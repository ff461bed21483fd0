use chrono::{Days, NaiveDate};
use serde::Serialize;
use std::collections::{BTreeMap, HashMap};
use std::sync::Arc;
use teesheet_core::repository::FlightRepository;
use teesheet_core::{
    CoreError, CoreResult, Flight, FlightStatus, PlayerType, StartingHole, TeeTime,
    MAX_PLAYERS_PER_SLOT,
};
use tracing::debug;
use uuid::Uuid;

use crate::blocks::{find_block_for_time, BlockInfo, BlockRegistry};
use crate::directory::CourseDirectory;

/// Longest date range the week view will project in one call.
pub const MAX_RANGE_DAYS: u32 = 31;

#[derive(Debug, Clone, PartialEq, Serialize)]
pub struct SlotPlayer {
    pub flight_id: Uuid,
    pub position: u8,
    pub player_type: PlayerType,
    pub checked_in: bool,
}

/// One flight's share of a slot, for showing booking groups.
#[derive(Debug, Clone, PartialEq, Serialize)]
pub struct BookingGroup {
    pub flight_id: Uuid,
    pub booking_number: String,
    pub status: FlightStatus,
    pub player_count: u8,
    pub notes: Option<String>,
}

/// Every flight sharing a slot-key, merged.
#[derive(Debug, Clone, PartialEq, Serialize)]
pub struct AggregatedBooking {
    pub total_players: u8,
    pub remaining_capacity: u8,
    pub players: Vec<SlotPlayer>,
    pub groups: Vec<BookingGroup>,
}

impl AggregatedBooking {
    fn from_flights(flights: &[&Flight]) -> Self {
        let players: Vec<SlotPlayer> = flights
            .iter()
            .flat_map(|flight| {
                flight.players.iter().map(|p| SlotPlayer {
                    flight_id: flight.id,
                    position: p.position,
                    player_type: p.player_type(),
                    checked_in: p.checked_in,
                })
            })
            .collect();
        let groups = flights
            .iter()
            .map(|flight| BookingGroup {
                flight_id: flight.id,
                booking_number: flight.booking_number.clone(),
                status: flight.status,
                player_count: flight.player_count(),
                notes: flight.notes.clone(),
            })
            .collect();
        let total = players.len().min(u8::MAX as usize) as u8;
        Self {
            total_players: total,
            remaining_capacity: MAX_PLAYERS_PER_SLOT.saturating_sub(total),
            players,
            groups,
        }
    }
}

#[derive(Debug, Clone, PartialEq, Serialize)]
pub struct TeeSheetSlot {
    pub time: TeeTime,
    pub starting_hole: StartingHole,
    pub is_prime_time: bool,
    pub available: bool,
    pub blocked: bool,
    pub block_info: Option<BlockInfo>,
    pub aggregated_booking: Option<AggregatedBooking>,
}

/// A booked player placed on the grid. Columns are filled in booking order,
/// so they need not match the player's position inside their own flight.
#[derive(Debug, Clone, PartialEq, Serialize)]
pub struct OccupiedPosition {
    pub flight_id: Uuid,
    pub booking_number: String,
    pub player_position: u8,
    pub player_type: PlayerType,
    pub checked_in: bool,
}

#[derive(Debug, Clone, PartialEq, Serialize)]
pub struct SlotOccupancy {
    pub time: TeeTime,
    pub starting_hole: StartingHole,
    pub positions: [Option<OccupiedPosition>; MAX_PLAYERS_PER_SLOT as usize],
}

#[derive(Debug, Clone, PartialEq, Serialize)]
pub struct DayOccupancy {
    pub date: NaiveDate,
    pub booked_players: u32,
    pub slots: Vec<SlotOccupancy>,
}

type SlotFlights<'a> = HashMap<(TeeTime, StartingHole), Vec<&'a Flight>>;

fn group_by_slot(flights: &[Flight]) -> SlotFlights<'_> {
    let mut grouped: SlotFlights<'_> = HashMap::new();
    for flight in flights {
        grouped
            .entry((flight.tee_time, flight.starting_hole))
            .or_default()
            .push(flight);
    }
    grouped
}

fn occupancy_for(time: TeeTime, starting_hole: StartingHole, flights: &[&Flight]) -> SlotOccupancy {
    let mut positions: [Option<OccupiedPosition>; MAX_PLAYERS_PER_SLOT as usize] = Default::default();
    let mut columns = positions.iter_mut();

    'flights: for flight in flights {
        let mut players: Vec<_> = flight.players.iter().collect();
        players.sort_by_key(|p| p.position);
        for player in players {
            let Some(cell) = columns.next() else {
                debug!("Slot {} {:?} holds more players than columns", time, starting_hole);
                break 'flights;
            };
            *cell = Some(OccupiedPosition {
                flight_id: flight.id,
                booking_number: flight.booking_number.clone(),
                player_position: player.position,
                player_type: player.player_type(),
                checked_in: player.checked_in,
            });
        }
    }

    SlotOccupancy { time, starting_hole, positions }
}

/// Builds the public tee-sheet views. Takes no locks: what it returns may
/// already be stale by the time a booking is attempted.
#[derive(Clone)]
pub struct AvailabilityProjector {
    directory: CourseDirectory,
    blocks: BlockRegistry,
    flights: Arc<dyn FlightRepository>,
}

impl AvailabilityProjector {
    pub fn new(directory: CourseDirectory, blocks: BlockRegistry, flights: Arc<dyn FlightRepository>) -> Self {
        Self { directory, blocks, flights }
    }

    /// The tee sheet for one date, ordered by time then nine. Back-nine rows
    /// appear when the schedule splits tees or somebody is booked off the 10th.
    pub async fn tee_sheet(&self, tenant_id: Uuid, course_id: Uuid, date: NaiveDate) -> CoreResult<Vec<TeeSheetSlot>> {
        let day = self.directory.resolve_day(tenant_id, course_id, date).await?;
        let blocks = self.blocks.blocks_for_date(course_id, date).await?;
        let flights = self
            .flights
            .list_active_flights(tenant_id, course_id, date, date)
            .await
            .map_err(CoreError::internal)?;
        let by_slot = group_by_slot(&flights);
        let split = day.splits_nines();

        let mut sheet = Vec::new();
        for slot in day.plan.slots() {
            let block = find_block_for_time(&blocks, date, slot.time);

            for hole in [StartingHole::Front, StartingHole::Back] {
                let booked = by_slot.get(&(slot.time, hole));
                if hole == StartingHole::Back && !split && booked.is_none() {
                    continue;
                }

                let aggregated = booked.map(|flights| AggregatedBooking::from_flights(flights));
                let occupied = aggregated.as_ref().map_or(0, |a| a.total_players);

                sheet.push(TeeSheetSlot {
                    time: slot.time,
                    starting_hole: hole,
                    is_prime_time: slot.is_prime_time,
                    available: block.is_none() && occupied < MAX_PLAYERS_PER_SLOT,
                    blocked: block.is_some(),
                    block_info: block.map(BlockInfo::from),
                    aggregated_booking: aggregated,
                });
            }
        }

        debug!(
            "Projected {} tee sheet rows for course {} on {} ({} flights, {} blocks)",
            sheet.len(),
            course_id,
            date,
            flights.len(),
            blocks.len()
        );
        Ok(sheet)
    }

    /// Occupancy grid for `days` consecutive dates from `start`: per day, per
    /// nine, per position column. Only slots with bookings are listed.
    pub async fn week_view_occupancy(
        &self,
        tenant_id: Uuid,
        course_id: Uuid,
        start: NaiveDate,
        days: u32,
    ) -> CoreResult<Vec<DayOccupancy>> {
        if days == 0 || days > MAX_RANGE_DAYS {
            return Err(CoreError::Validation(format!(
                "date range must cover 1 to {} days, got {}",
                MAX_RANGE_DAYS, days
            )));
        }
        // Ownership check only; the grid is built from bookings.
        self.directory.course(tenant_id, course_id).await?;

        let end = start
            .checked_add_days(Days::new(u64::from(days - 1)))
            .ok_or_else(|| CoreError::Validation("date range out of bounds".into()))?;
        let flights = self
            .flights
            .list_active_flights(tenant_id, course_id, start, end)
            .await
            .map_err(CoreError::internal)?;

        let mut by_date: BTreeMap<NaiveDate, Vec<Flight>> = BTreeMap::new();
        for flight in flights {
            by_date.entry(flight.tee_date).or_default().push(flight);
        }

        let mut week = Vec::with_capacity(days as usize);
        for date in start.iter_days().take(days as usize) {
            let flights = by_date.remove(&date).unwrap_or_default();
            let mut keys: Vec<_> = group_by_slot(&flights).into_iter().collect();
            keys.sort_by_key(|(key, _)| *key);

            week.push(DayOccupancy {
                date,
                booked_players: flights.iter().map(|f| f.players.len() as u32).sum(),
                slots: keys
                    .into_iter()
                    .map(|((time, hole), flights)| occupancy_for(time, hole, &flights))
                    .collect(),
            });
        }
        Ok(week)
    }
}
*-*-*
## What you are asked to do
Among the records above, a stretch begins at the line containing "break 'flights;" and ends at the line containing "it returns may". Restate that stretch word for word, and nothing else.

## Answer section
                break 'flights;
            };
            *cell = Some(OccupiedPosition {
                flight_id: flight.id,
                booking_number: flight.booking_number.clone(),
                player_position: player.position,
                player_type: player.player_type(),
                checked_in: player.checked_in,
            });
        }
    }

    SlotOccupancy { time, starting_hole, positions }
}

/// Builds the public tee-sheet views. Takes no locks: what it returns may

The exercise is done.